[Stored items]

---------------

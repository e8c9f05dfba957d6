//! Typecast filter configuration.
//!
//! Loads filter options from YAML (or JSON, which YAML accepts) and compiles
//! them into a [`Typecaster`]. Two depth policies are recognised: the numeric
//! `maxdepth` and the boolean `deep_dive` shorthand.

use crate::error::ConfigError;
use crate::typecast::{Typecaster, DEFAULT_MAX_DEPTH, DISABLED_MAX_DEPTH};
use serde::{Deserialize, Serialize};
use std::fs;
use std::path::Path;

/// Filter options as written in a config file.
#[derive(Debug, Clone, Default, PartialEq, Eq, Serialize, Deserialize)]
#[serde(deny_unknown_fields)]
pub struct TypecastConfig {
    /// Container levels to descend into (0 = unlimited, default 1)
    #[serde(default, alias = "max_depth", skip_serializing_if = "Option::is_none")]
    pub maxdepth: Option<usize>,

    /// Keys matching this regex are left unconverted
    #[serde(default, alias = "ignore_key_pattern", skip_serializing_if = "Option::is_none")]
    pub ignore_key_regexp: Option<String>,

    /// `true` descends without bound, `false` converts root entries only
    #[serde(default, skip_serializing_if = "Option::is_none")]
    pub deep_dive: Option<bool>,
}

impl TypecastConfig {
    /// Load configuration from a YAML file.
    ///
    /// # Example
    /// ```ignore
    /// use auto_typecast::TypecastConfig;
    ///
    /// let caster = TypecastConfig::load_from_file("config/auto_typecast.yaml")?.build()?;
    /// ```
    pub fn load_from_file<P: AsRef<Path>>(path: P) -> Result<Self, ConfigError> {
        let path = path.as_ref();

        let contents = fs::read_to_string(path).map_err(|source| ConfigError::Io {
            path: path.to_path_buf(),
            source,
        })?;

        Self::from_yaml_str(&contents)
    }

    /// Parse configuration from YAML text. Empty text yields the defaults.
    pub fn from_yaml_str(contents: &str) -> Result<Self, ConfigError> {
        if contents.trim().is_empty() {
            return Ok(Self::default());
        }

        Ok(serde_yaml::from_str(contents)?)
    }

    /// Layer command line options over the file options.
    ///
    /// An explicit depth replaces whichever depth policy the file chose, so
    /// `max_depth` clears `deep_dive` and `deep_dive` clears `maxdepth`.
    pub fn with_overrides(
        mut self,
        max_depth: Option<usize>,
        deep_dive: bool,
        ignore_key_regexp: Option<String>,
    ) -> Self {
        if let Some(depth) = max_depth {
            self.maxdepth = Some(depth);
            self.deep_dive = None;
        }
        if deep_dive {
            self.maxdepth = None;
            self.deep_dive = Some(true);
        }
        if let Some(pattern) = ignore_key_regexp {
            self.ignore_key_regexp = Some(pattern);
        }
        self
    }

    /// Resolve the depth policy to a numeric bound.
    pub fn resolved_max_depth(&self) -> Result<usize, ConfigError> {
        match (self.maxdepth, self.deep_dive) {
            (Some(_), Some(_)) => Err(ConfigError::Conflict(
                "'maxdepth' and 'deep_dive' cannot both be set".to_string(),
            )),
            (Some(depth), None) => Ok(depth),
            (None, Some(true)) => Ok(DISABLED_MAX_DEPTH),
            (None, Some(false)) | (None, None) => Ok(DEFAULT_MAX_DEPTH),
        }
    }

    /// Validate and compile into a typecaster.
    pub fn build(&self) -> Result<Typecaster, ConfigError> {
        let mut builder = Typecaster::builder().max_depth(self.resolved_max_depth()?);

        if let Some(pattern) = &self.ignore_key_regexp {
            builder = builder.ignore_key_pattern(pattern.clone());
        }

        builder.build()
    }
}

---------------

*Exercise instructions*: Set aside each line above that includes the string "usize" and report it.

*Exercise solution*:
    pub maxdepth: Option<usize>,
        max_depth: Option<usize>,
    pub fn resolved_max_depth(&self) -> Result<usize, ConfigError> {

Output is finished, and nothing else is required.